### Work required
Could you filter the data below down to the lines that hold the word "Creates"?
(Supplied data begins)
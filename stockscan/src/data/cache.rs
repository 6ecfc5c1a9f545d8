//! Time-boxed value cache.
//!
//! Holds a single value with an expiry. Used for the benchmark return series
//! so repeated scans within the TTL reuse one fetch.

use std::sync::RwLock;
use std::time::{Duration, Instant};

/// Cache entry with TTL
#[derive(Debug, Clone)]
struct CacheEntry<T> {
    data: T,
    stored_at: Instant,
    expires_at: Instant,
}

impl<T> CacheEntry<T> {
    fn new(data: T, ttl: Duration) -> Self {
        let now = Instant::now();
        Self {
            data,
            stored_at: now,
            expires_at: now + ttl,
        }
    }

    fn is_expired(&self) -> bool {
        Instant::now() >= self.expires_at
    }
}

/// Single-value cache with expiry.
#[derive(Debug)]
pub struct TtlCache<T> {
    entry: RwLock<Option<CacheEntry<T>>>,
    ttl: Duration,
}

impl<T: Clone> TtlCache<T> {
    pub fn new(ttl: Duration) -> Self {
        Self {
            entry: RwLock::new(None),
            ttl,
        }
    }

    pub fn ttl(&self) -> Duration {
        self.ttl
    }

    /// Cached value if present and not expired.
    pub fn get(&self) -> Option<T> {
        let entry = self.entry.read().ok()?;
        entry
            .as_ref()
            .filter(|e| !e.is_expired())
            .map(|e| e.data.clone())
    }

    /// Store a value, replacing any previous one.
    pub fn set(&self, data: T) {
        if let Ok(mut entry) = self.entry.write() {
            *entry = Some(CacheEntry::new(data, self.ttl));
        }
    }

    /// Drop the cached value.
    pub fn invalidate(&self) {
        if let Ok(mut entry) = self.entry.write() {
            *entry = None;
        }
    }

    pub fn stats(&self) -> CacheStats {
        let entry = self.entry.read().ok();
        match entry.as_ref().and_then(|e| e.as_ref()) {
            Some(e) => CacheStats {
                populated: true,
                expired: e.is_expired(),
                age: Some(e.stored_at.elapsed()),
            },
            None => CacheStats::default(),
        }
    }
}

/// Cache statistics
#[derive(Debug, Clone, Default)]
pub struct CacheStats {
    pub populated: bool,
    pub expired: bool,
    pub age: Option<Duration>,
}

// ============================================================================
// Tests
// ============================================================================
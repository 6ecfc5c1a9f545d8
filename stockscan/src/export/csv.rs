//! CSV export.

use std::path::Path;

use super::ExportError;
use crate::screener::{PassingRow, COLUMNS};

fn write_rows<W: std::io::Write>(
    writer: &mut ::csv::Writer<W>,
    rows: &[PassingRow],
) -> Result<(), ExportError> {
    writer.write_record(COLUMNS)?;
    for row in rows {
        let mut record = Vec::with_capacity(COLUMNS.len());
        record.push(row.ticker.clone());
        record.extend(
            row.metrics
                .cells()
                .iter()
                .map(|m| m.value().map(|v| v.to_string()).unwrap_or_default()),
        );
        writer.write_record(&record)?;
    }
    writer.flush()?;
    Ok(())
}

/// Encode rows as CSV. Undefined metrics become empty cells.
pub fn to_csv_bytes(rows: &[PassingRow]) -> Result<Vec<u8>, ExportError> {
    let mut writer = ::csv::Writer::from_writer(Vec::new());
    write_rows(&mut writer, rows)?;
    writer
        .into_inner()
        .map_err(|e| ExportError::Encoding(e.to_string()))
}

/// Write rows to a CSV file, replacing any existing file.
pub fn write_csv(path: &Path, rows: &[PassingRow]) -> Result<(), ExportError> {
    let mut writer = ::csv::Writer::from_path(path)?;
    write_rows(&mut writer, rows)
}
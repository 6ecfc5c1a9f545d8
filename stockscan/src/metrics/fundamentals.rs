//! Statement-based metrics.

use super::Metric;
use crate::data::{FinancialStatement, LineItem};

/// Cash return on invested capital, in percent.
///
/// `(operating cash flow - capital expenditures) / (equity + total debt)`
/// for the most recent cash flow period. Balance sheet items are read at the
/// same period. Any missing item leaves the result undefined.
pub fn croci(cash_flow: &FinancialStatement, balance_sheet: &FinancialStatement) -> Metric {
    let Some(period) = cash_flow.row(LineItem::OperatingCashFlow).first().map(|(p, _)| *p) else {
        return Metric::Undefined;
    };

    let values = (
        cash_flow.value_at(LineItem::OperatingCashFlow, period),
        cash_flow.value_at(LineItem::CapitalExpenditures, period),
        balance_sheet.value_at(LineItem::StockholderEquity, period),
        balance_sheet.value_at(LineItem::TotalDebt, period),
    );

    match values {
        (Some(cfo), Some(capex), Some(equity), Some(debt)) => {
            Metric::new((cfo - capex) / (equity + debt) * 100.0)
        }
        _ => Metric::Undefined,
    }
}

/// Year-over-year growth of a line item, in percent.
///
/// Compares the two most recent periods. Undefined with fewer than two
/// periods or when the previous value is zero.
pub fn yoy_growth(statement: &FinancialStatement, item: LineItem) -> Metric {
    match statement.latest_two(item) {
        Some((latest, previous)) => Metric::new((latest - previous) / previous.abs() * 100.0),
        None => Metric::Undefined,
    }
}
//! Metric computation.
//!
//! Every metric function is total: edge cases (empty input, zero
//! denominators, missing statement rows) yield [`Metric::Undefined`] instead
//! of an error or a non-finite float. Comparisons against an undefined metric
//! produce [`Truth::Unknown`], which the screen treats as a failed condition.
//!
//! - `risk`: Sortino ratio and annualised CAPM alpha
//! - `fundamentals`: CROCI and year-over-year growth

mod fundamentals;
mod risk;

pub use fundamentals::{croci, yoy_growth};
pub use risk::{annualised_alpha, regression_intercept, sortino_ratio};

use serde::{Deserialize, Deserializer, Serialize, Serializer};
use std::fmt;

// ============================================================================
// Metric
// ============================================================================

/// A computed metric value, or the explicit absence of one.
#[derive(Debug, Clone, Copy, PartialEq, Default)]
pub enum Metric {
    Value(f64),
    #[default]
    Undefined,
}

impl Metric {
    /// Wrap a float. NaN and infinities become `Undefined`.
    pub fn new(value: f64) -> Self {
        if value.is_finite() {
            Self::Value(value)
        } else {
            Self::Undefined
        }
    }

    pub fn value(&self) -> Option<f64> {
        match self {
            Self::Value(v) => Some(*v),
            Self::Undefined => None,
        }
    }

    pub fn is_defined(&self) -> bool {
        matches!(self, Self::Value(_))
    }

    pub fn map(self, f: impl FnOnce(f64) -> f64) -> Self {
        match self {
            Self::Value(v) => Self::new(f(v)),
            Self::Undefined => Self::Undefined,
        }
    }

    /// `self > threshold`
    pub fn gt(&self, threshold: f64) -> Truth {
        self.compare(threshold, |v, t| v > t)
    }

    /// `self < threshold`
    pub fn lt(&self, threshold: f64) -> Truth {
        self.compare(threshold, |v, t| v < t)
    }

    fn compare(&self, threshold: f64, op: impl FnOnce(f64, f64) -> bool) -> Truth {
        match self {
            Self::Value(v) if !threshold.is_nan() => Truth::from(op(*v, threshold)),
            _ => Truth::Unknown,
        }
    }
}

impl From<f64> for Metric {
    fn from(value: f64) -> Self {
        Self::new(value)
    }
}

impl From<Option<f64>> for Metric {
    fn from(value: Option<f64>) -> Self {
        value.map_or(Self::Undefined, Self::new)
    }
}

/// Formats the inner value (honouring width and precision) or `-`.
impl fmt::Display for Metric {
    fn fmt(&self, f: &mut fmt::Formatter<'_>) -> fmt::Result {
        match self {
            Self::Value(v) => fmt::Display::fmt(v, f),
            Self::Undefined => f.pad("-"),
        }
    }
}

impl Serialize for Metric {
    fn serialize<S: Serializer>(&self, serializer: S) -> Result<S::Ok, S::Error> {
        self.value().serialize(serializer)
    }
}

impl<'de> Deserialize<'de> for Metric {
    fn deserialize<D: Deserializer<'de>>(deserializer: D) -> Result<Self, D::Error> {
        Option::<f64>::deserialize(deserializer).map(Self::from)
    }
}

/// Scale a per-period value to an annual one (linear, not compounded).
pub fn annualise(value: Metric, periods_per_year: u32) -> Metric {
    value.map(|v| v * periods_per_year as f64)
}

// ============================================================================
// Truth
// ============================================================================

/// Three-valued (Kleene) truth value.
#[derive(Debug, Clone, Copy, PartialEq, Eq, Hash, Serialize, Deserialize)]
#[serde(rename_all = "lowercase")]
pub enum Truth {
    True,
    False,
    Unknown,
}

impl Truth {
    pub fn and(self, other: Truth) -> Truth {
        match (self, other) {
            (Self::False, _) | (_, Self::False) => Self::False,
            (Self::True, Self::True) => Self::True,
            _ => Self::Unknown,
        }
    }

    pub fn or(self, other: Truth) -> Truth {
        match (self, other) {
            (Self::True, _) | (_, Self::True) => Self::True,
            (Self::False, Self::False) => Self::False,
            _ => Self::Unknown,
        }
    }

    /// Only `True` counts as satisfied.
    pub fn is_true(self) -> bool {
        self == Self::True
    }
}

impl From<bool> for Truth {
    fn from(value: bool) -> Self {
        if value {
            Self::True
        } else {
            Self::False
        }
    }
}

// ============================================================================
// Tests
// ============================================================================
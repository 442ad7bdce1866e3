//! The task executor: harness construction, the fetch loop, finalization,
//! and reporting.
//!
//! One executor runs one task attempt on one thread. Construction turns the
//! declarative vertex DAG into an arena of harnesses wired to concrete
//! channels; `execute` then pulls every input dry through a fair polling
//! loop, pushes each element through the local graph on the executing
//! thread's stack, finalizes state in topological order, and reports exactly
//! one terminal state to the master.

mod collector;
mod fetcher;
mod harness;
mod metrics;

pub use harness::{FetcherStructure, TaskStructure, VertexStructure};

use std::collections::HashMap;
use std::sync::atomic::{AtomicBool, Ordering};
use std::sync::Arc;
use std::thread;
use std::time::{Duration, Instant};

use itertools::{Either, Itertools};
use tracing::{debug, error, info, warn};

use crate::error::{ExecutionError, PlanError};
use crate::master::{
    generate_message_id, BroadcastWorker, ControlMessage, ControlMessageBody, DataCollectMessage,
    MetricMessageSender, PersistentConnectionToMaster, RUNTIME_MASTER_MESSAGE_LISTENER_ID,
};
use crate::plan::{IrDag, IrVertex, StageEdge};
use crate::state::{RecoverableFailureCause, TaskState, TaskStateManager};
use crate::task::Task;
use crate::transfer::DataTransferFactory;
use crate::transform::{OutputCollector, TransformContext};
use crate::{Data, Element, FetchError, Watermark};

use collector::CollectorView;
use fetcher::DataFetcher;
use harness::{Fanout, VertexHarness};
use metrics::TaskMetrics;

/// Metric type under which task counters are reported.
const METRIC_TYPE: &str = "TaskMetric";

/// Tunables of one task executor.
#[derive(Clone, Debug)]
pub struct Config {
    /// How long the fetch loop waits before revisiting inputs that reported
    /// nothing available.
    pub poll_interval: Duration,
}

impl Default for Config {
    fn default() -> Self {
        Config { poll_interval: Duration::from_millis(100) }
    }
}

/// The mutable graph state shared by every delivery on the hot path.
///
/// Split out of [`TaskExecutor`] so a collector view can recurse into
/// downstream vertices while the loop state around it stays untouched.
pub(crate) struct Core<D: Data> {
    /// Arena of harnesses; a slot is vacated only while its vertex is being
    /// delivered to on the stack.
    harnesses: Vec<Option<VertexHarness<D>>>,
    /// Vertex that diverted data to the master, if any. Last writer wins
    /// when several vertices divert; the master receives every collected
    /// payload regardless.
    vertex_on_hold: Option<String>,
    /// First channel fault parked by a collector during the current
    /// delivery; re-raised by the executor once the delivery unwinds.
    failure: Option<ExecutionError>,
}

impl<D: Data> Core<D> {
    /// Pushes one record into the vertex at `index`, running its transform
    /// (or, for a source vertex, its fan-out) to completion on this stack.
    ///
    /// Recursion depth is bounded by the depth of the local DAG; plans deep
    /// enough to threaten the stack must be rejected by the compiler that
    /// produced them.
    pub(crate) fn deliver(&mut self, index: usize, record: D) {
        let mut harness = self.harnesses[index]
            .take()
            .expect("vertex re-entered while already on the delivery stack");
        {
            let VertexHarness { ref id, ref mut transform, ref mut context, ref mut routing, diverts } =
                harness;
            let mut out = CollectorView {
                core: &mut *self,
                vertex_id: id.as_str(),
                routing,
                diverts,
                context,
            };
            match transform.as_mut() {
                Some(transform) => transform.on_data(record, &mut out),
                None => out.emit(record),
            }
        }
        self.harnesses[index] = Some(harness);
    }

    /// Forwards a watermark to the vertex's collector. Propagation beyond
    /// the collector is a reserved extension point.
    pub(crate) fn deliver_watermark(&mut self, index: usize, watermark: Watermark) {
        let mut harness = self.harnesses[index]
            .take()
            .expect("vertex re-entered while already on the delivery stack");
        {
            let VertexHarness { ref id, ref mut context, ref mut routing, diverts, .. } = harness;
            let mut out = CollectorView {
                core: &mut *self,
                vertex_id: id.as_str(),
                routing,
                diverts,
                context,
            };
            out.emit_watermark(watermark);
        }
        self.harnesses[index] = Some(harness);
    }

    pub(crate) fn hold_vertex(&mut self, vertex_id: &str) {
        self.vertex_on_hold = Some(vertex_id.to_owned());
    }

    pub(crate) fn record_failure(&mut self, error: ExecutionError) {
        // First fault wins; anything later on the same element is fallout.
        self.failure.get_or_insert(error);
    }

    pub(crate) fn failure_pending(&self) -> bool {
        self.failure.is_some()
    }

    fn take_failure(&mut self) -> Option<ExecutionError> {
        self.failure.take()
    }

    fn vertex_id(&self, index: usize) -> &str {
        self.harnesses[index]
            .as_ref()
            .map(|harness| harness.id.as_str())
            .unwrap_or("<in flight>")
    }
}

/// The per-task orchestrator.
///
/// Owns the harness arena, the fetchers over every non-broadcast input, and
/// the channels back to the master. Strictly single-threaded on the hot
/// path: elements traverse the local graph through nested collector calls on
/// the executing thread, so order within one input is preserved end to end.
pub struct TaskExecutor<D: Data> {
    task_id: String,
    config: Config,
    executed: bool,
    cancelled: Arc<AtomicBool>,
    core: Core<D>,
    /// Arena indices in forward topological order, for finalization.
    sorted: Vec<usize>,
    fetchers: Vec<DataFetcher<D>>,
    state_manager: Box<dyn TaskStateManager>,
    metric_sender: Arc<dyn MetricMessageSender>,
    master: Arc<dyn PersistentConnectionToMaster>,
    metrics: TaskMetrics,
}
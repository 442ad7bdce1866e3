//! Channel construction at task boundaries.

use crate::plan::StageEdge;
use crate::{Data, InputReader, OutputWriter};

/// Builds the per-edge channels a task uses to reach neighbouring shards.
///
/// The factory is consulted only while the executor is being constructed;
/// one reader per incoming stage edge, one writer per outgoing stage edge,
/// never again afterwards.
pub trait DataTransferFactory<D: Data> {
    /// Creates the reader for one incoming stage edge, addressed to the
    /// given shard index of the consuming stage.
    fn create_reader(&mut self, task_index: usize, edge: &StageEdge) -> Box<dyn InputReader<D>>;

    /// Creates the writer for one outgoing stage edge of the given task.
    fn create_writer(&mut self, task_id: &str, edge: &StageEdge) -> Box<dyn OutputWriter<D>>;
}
(Supplied data ends)
### Result
    /// Creates the reader for one incoming stage edge, addressed to the
    /// Creates the writer for one outgoing stage edge of the given task.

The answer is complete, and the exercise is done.